***** Supplied data

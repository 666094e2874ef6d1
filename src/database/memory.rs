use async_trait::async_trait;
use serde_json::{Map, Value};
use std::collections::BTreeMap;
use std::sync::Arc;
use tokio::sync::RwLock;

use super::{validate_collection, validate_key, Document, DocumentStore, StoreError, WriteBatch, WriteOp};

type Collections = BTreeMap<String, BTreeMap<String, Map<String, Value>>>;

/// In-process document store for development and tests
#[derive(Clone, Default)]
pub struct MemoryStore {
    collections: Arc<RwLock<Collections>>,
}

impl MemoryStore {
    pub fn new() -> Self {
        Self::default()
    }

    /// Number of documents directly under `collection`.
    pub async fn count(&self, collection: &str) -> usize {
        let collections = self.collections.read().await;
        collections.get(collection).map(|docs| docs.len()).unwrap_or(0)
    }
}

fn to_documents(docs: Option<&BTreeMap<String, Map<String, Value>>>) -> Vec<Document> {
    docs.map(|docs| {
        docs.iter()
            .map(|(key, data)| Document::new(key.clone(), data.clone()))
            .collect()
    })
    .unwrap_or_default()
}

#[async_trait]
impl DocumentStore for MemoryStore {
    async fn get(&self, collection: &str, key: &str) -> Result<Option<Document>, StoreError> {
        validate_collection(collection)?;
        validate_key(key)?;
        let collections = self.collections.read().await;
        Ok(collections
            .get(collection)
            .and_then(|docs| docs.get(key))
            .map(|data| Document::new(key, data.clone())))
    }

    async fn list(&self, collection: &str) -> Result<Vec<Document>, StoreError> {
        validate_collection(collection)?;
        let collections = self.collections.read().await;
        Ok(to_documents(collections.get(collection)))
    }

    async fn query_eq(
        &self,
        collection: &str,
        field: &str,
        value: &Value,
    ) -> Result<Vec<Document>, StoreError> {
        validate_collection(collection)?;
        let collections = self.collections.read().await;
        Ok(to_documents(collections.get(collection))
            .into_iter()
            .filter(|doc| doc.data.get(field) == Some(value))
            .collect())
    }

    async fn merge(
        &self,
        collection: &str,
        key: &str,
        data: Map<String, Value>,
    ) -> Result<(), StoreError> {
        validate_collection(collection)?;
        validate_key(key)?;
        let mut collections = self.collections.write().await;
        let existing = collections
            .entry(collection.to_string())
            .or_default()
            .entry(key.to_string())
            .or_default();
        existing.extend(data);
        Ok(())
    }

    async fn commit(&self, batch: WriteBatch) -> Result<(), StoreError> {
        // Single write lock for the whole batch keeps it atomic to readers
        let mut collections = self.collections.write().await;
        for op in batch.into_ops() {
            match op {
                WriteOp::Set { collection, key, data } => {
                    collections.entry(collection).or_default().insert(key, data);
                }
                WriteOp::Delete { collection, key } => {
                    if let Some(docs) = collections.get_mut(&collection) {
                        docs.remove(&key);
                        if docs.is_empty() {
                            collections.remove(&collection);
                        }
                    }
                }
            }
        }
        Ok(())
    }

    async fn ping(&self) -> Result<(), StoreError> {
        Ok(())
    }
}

**********

# Work item
Look above for the line with "collections.get(collection).map(|docs| docs.len()).unwrap_or(0)" and the line with "async fn commit(&self, batch: WriteBatch)", and reproduce exactly those two lines plus every line between, nothing more.

# Response to this exercise
        collections.get(collection).map(|docs| docs.len()).unwrap_or(0)
    }
}

fn to_documents(docs: Option<&BTreeMap<String, Map<String, Value>>>) -> Vec<Document> {
    docs.map(|docs| {
        docs.iter()
            .map(|(key, data)| Document::new(key.clone(), data.clone()))
            .collect()
    })
    .unwrap_or_default()
}

#[async_trait]
impl DocumentStore for MemoryStore {
    async fn get(&self, collection: &str, key: &str) -> Result<Option<Document>, StoreError> {
        validate_collection(collection)?;
        validate_key(key)?;
        let collections = self.collections.read().await;
        Ok(collections
            .get(collection)
            .and_then(|docs| docs.get(key))
            .map(|data| Document::new(key, data.clone())))
    }

    async fn list(&self, collection: &str) -> Result<Vec<Document>, StoreError> {
        validate_collection(collection)?;
        let collections = self.collections.read().await;
        Ok(to_documents(collections.get(collection)))
    }

    async fn query_eq(
        &self,
        collection: &str,
        field: &str,
        value: &Value,
    ) -> Result<Vec<Document>, StoreError> {
        validate_collection(collection)?;
        let collections = self.collections.read().await;
        Ok(to_documents(collections.get(collection))
            .into_iter()
            .filter(|doc| doc.data.get(field) == Some(value))
            .collect())
    }

    async fn merge(
        &self,
        collection: &str,
        key: &str,
        data: Map<String, Value>,
    ) -> Result<(), StoreError> {
        validate_collection(collection)?;
        validate_key(key)?;
        let mut collections = self.collections.write().await;
        let existing = collections
            .entry(collection.to_string())
            .or_default()
            .entry(key.to_string())
            .or_default();
        existing.extend(data);
        Ok(())
    }

    async fn commit(&self, batch: WriteBatch) -> Result<(), StoreError> {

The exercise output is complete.